Roswitha Huber knows what it takes to make a perfect loaf. The ‘bread maverick’, as she is known, is based high above the hills in a quiet and dreamy paradise of snow-capped mountains and thick forests. She lives and teaches the nuanced art of breadmaking in Rauris, a small mountain village in Austria. Despite her isolation, Roswitha’s reputation stretches across the world. From the bustling metropolis of New York where a documentary about her was shown at the NYC Food Film Festival, to the reels of anecdotes from devoted former students, her legacy is like that of a modern day sage. When photographer Siegrid Cain sent us some photos of Roswitha at work, we knew we had to track her down and learn from her pearls of wisdom. It was quite a journey to reach her up there in the hills, but we were even rewarded with a recipe. Where did your passion for bread-making come from? Bread-making is a handcraft, an art and a sensual experience. I started baking twenty years ago. I asked a lot of questions and met people all over the world who also baked bread, and suddenly a whole new cosmos was opened up behind a simple loaf. Even though a lot of bread gets thrown out nowadays, it is still an esculent that is looked upon with more love by most humans than, for example, a piece of meat. Bread can go hard and it will still taste good. You’re situated “am Ende einer Sackgasse” (at a dead end). How does this affect your attitude to cooking and the process that you use? Yes, I live at the back of beyond! On foot, it takes me about an hour to get to a very small grocery store where they only sell essentials. That means that I have to cope with absolute staple foods. For bread: no problem. I only need flour, water and salt. If I fancy a special meal, I have to go on a small voyage. With flour, water and salt you can already do a lot, and if you then maybe have some eggs, butter and milk at hand it turns into a little feast. To cook something tasty with simple ingredients is a challenge. To cook something tasty with ten fancy ingredients is something almost anyone can do. Can you tell us a bit more about the history and philosophy behind your school, Kalchkendlalm? Until 1956, it was a farm that was inhabited all year round. Then my father-in-law bought it, and it was only lived in and farmed over the summer. Twenty years ago, I founded the Schule am Borg (school on the mountain). I invite school classes and

adults to come and learn to bake bread in my wood-fired oven.
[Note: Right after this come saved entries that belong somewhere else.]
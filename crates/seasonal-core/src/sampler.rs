//! Skin sampling: an ellipse inscribed in the face box, read out as HSV.
//!
//! The ellipse is narrower than the box and taller than it, which keeps most
//! samples on cheeks and forehead rather than hair, eyes or background.

use crate::config::SamplerConfig;
use crate::types::{FaceRegion, Hsv};
use image::{GrayImage, Luma, RgbImage};
use imageproc::drawing::draw_filled_ellipse_mut;

pub const MASK_INSIDE: u8 = 255;
pub const MASK_OUTSIDE: u8 = 0;

/// Elliptical region of interest in raster coordinates.
#[derive(Debug, Clone, Copy, PartialEq)]
pub struct Ellipse {
    pub center_x: u32,
    pub center_y: u32,
    pub semi_x: u32,
    pub semi_y: u32,
}

impl Ellipse {
    pub fn for_face(face: &FaceRegion, config: &SamplerConfig) -> Self {
        let (center_x, center_y) = face.center();
        Self {
            center_x,
            center_y,
            semi_x: (f64::from(face.width) * config.axis_x_fraction) as u32,
            semi_y: (f64::from(face.height) * config.axis_y_fraction) as u32,
        }
    }
}

/// Binary mask the size of the raster: 255 inside the ellipse, 0 elsewhere.
///
/// The ellipse is clipped to the raster. Its center pixel is always set, so a
/// face box inside the raster never yields an empty mask.
pub fn roi_mask(width: u32, height: u32, ellipse: &Ellipse) -> GrayImage {
    let mut mask = GrayImage::from_pixel(width, height, Luma([MASK_OUTSIDE]));
    draw_filled_ellipse_mut(
        &mut mask,
        (to_coord(ellipse.center_x), to_coord(ellipse.center_y)),
        to_coord(ellipse.semi_x),
        to_coord(ellipse.semi_y),
        Luma([MASK_INSIDE]),
    );
    if ellipse.center_x < width && ellipse.center_y < height {
        mask.put_pixel(ellipse.center_x, ellipse.center_y, Luma([MASK_INSIDE]));
    }
    mask
}

fn to_coord(v: u32) -> i32 {
    i32::try_from(v).unwrap_or(i32::MAX)
}

/// HSV values of every raster pixel where the mask is set, in row-major order.
pub fn masked_pixels(raster: &RgbImage, mask: &GrayImage) -> Vec<Hsv> {
    raster
        .enumerate_pixels()
        .filter(|(x, y, _)| mask.get_pixel(*x, *y)[0] == MASK_INSIDE)
        .map(|(_, _, px)| Hsv::from_rgb(px.0))
        .collect()
}

/// Build the ROI for `face` and collect the skin samples inside it.
pub fn sample_skin(raster: &RgbImage, face: &FaceRegion, config: &SamplerConfig) -> Vec<Hsv> {
    let ellipse = Ellipse::for_face(face, config);
    let mask = roi_mask(raster.width(), raster.height(), &ellipse);
    let samples = masked_pixels(raster, &mask);
    tracing::debug!(?ellipse, samples = samples.len(), "sampled skin pixels");
    samples
}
All my students walk home at the end of the day proudly carrying a self-made loaf of bread. Tradition cannot be conserved through photographing, filming or writing about it; you have to do it, always and again. Then it will be kept alive. If baking in a wood-fired oven is no longer a tradition, the tradition will be lost entirely. Nobody will remember how such an oven is fired, or how you can bake really good bread with nothing but water, flour and salt. How should your bread be eaten? Spread with good, organic butter and topped with fresh herbs like chives, parsley, wild garlic, fresh radish and a sprinkle of salt. The world’s best buttered bread!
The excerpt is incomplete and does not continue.